━━━━━ DATA FOR THIS TASK ━━━━━

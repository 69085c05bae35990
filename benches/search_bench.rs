//! Benchmarks for the search pipeline at realistic blog sizes.
//!
//! Simulates article indexes the widget actually ships:
//! - Small blog:  ~50 articles   (personal blog)
//! - Medium blog: ~200 articles  (active blogger)
//! - Large blog:  ~1000 articles (publication)
//!
//! Run with: cargo bench
//!
//! Every query here runs on a keystroke in the browser, so the numbers to
//! watch are the per-query latencies, not the one-time parse cost.

use criterion::{black_box, criterion_group, criterion_main, BenchmarkId, Criterion, Throughput};
use sift::{
    evaluate, parse_index, render_entries, search, Article, ArticleIndex, IndexStore, QueryConfig,
    RenderEntry,
};
use std::time::Duration;

// ============================================================================
// ARTICLE CORPUS GENERATION
// ============================================================================

/// A corpus size worth measuring, with the label used in reports.
struct CorpusSize {
    name: &'static str,
    articles: usize,
}

const CORPUS_SIZES: &[CorpusSize] = &[
    CorpusSize {
        name: "small",
        articles: 50,
    },
    CorpusSize {
        name: "medium",
        articles: 200,
    },
    CorpusSize {
        name: "large",
        articles: 1000,
    },
];

/// Topic vocabulary for generated titles and tags
const TOPIC_WORDS: &[&str] = &[
    "rust",
    "typescript",
    "javascript",
    "python",
    "kubernetes",
    "docker",
    "serverless",
    "database",
    "postgresql",
    "graphql",
    "websocket",
    "authentication",
    "encryption",
    "performance",
    "optimization",
    "caching",
    "algorithm",
    "concurrency",
    "parallelism",
    "async",
    "ownership",
    "borrowing",
    "lifetime",
    "compiler",
    "runtime",
    "wasm",
    "webassembly",
    "browser",
    "framework",
];

const FILLER_WORDS: &[&str] = &[
    "the",
    "about",
    "with",
    "from",
    "building",
    "shipping",
    "debugging",
    "measuring",
    "writing",
    "reading",
    "application",
    "system",
    "approach",
    "method",
    "implementation",
    "development",
    "architecture",
    "design",
    "pattern",
    "practice",
];

const CHANNELS: &[&str] = &["Engineering", "Adventures", "Tools", "Notes"];

fn generate_text(word_count: usize, seed: usize) -> String {
    let all_words: Vec<&str> = TOPIC_WORDS
        .iter()
        .chain(FILLER_WORDS.iter())
        .copied()
        .collect();

    (0..word_count)
        .map(|i| all_words[(seed * 11 + i * 5) % all_words.len()])
        .collect::<Vec<_>>()
        .join(" ")
}

fn generate_articles(count: usize) -> Vec<Article> {
    (0..count)
        .map(|i| Article {
            title: format!(
                "How to Build a {} {}",
                TOPIC_WORDS[i % TOPIC_WORDS.len()],
                TOPIC_WORDS[(i + 1) % TOPIC_WORDS.len()]
            ),
            excerpt: generate_text(30, i),
            tags: vec![
                TOPIC_WORDS[i % TOPIC_WORDS.len()].to_string(),
                TOPIC_WORDS[(i + 5) % TOPIC_WORDS.len()].to_string(),
            ],
            url: format!("/posts/2024/{:02}/post-{}", (i % 12) + 1, i),
            channel: Some(CHANNELS[i % CHANNELS.len()].to_string()),
        })
        .collect()
}

fn generate_index(size: &CorpusSize) -> ArticleIndex {
    ArticleIndex::from_articles(generate_articles(size.articles))
}

// ============================================================================
// INDEX PARSE BENCHMARKS
// ============================================================================

fn bench_parse_index(c: &mut Criterion) {
    let mut group = c.benchmark_group("index_parse");

    for size in CORPUS_SIZES {
        let json = serde_json::to_string(&generate_articles(size.articles))
            .expect("Corpus should serialize");

        group.throughput(Throughput::Bytes(json.len() as u64));
        group.bench_with_input(BenchmarkId::new("parse", size.name), &json, |b, json| {
            b.iter(|| parse_index(black_box(json)).expect("Corpus should parse"));
        });
    }

    group.finish();
}

// ============================================================================
// SEARCH BENCHMARKS
// ============================================================================

fn bench_search_queries(c: &mut Criterion) {
    let mut group = c.benchmark_group("search_query");

    // Medium blog: the size the widget is tuned for
    let index = generate_index(&CORPUS_SIZES[1]);

    // Realistic dropdown queries
    let queries = [
        ("single_term", "caching"),
        ("multi_term", "async database caching"),
        ("common_term", "the"),
        ("rare_term", "parallelism"),
        ("no_match", "nomatchword"),
        ("partial_word", "perf"),
    ];

    for (name, query) in queries {
        group.bench_with_input(BenchmarkId::new("score_all", name), &query, |b, query| {
            b.iter(|| search(black_box(&index), black_box(query)));
        });
    }

    group.finish();
}

fn bench_evaluate_pipeline(c: &mut Criterion) {
    let mut group = c.benchmark_group("evaluate");

    let store = IndexStore::ready(generate_index(&CORPUS_SIZES[1]));
    let config = QueryConfig::default();

    // The full per-keystroke path: gate, search, truncate.
    group.bench_function("keystroke/hit", |b| {
        b.iter(|| evaluate(black_box(&store), black_box("rust async"), black_box(&config)));
    });

    group.bench_function("keystroke/miss", |b| {
        b.iter(|| evaluate(black_box(&store), black_box("nomatchword"), black_box(&config)));
    });

    group.bench_function("keystroke/below_gate", |b| {
        b.iter(|| evaluate(black_box(&store), black_box("r"), black_box(&config)));
    });

    group.finish();
}

// ============================================================================
// RENDER BENCHMARKS
// ============================================================================

fn bench_render(c: &mut Criterion) {
    let mut group = c.benchmark_group("render");

    let index = generate_index(&CORPUS_SIZES[1]);
    let results = search(&index, "rust");
    let config = QueryConfig::default();

    let entries: Vec<RenderEntry> = results
        .iter()
        .take(config.max_results)
        .filter_map(|r| index.get(r.article_id).map(RenderEntry::from_article))
        .collect();

    group.bench_function("dropdown_markup", |b| {
        b.iter(|| render_entries(black_box(&entries)));
    });

    group.finish();
}

// ============================================================================
// SCALING BENCHMARKS
// ============================================================================

fn bench_scaling(c: &mut Criterion) {
    let mut group = c.benchmark_group("scaling");

    // How query time scales with corpus size
    for size in CORPUS_SIZES {
        let index = generate_index(size);

        group.bench_with_input(
            BenchmarkId::new("corpus_size", size.name),
            &size.name,
            |b, _| {
                b.iter(|| search(black_box(&index), black_box("rust performance")));
            },
        );
    }

    // How query time scales with term count
    let index = generate_index(&CORPUS_SIZES[1]);
    let term_counts = [
        ("1_term", "wasm"),
        ("3_terms", "rust async caching"),
        ("5_terms", "rust async caching compiler browser"),
    ];

    for (name, query) in term_counts {
        group.bench_with_input(BenchmarkId::new("query_length", name), &query, |b, query| {
            b.iter(|| search(black_box(&index), black_box(query)));
        });
    }

    group.finish();
}

// ============================================================================
// CRITERION SETTINGS
// ============================================================================

/// Criterion tuned for tight confidence intervals.
///
/// Per-query times sit in the microsecond range, where run-to-run noise
/// swamps the defaults. More samples, a longer measurement window, and a
/// stricter significance level keep before/after comparisons honest.
fn tight_confidence() -> Criterion {
    Criterion::default()
        .confidence_level(0.99)
        .sample_size(200)
        .measurement_time(Duration::from_secs(5))
        .warm_up_time(Duration::from_secs(3))
        .significance_level(0.01)
        .noise_threshold(0.02) // ignore sub-2% jitter
}

// ============================================================================
// CRITERION GROUPS
// ============================================================================

criterion_group!(
    name = benches;
    config = tight_confidence();
    targets =
    bench_parse_index,
    bench_search_queries,
    bench_evaluate_pipeline,
    bench_render,
    bench_scaling,
);

criterion_main!(benches);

━━━━━

- _YOUR GOAL_
Every line above that carries the string "BenchmarkId" should be copied.

- _YOUR RESPONSE_
use criterion::{black_box, criterion_group, criterion_main, BenchmarkId, Criterion, Throughput};
        group.bench_with_input(BenchmarkId::new("parse", size.name), &json, |b, json| {
        group.bench_with_input(BenchmarkId::new("score_all", name), &query, |b, query| {
            BenchmarkId::new("corpus_size", size.name),
        group.bench_with_input(BenchmarkId::new("query_length", name), &query, |b, query| {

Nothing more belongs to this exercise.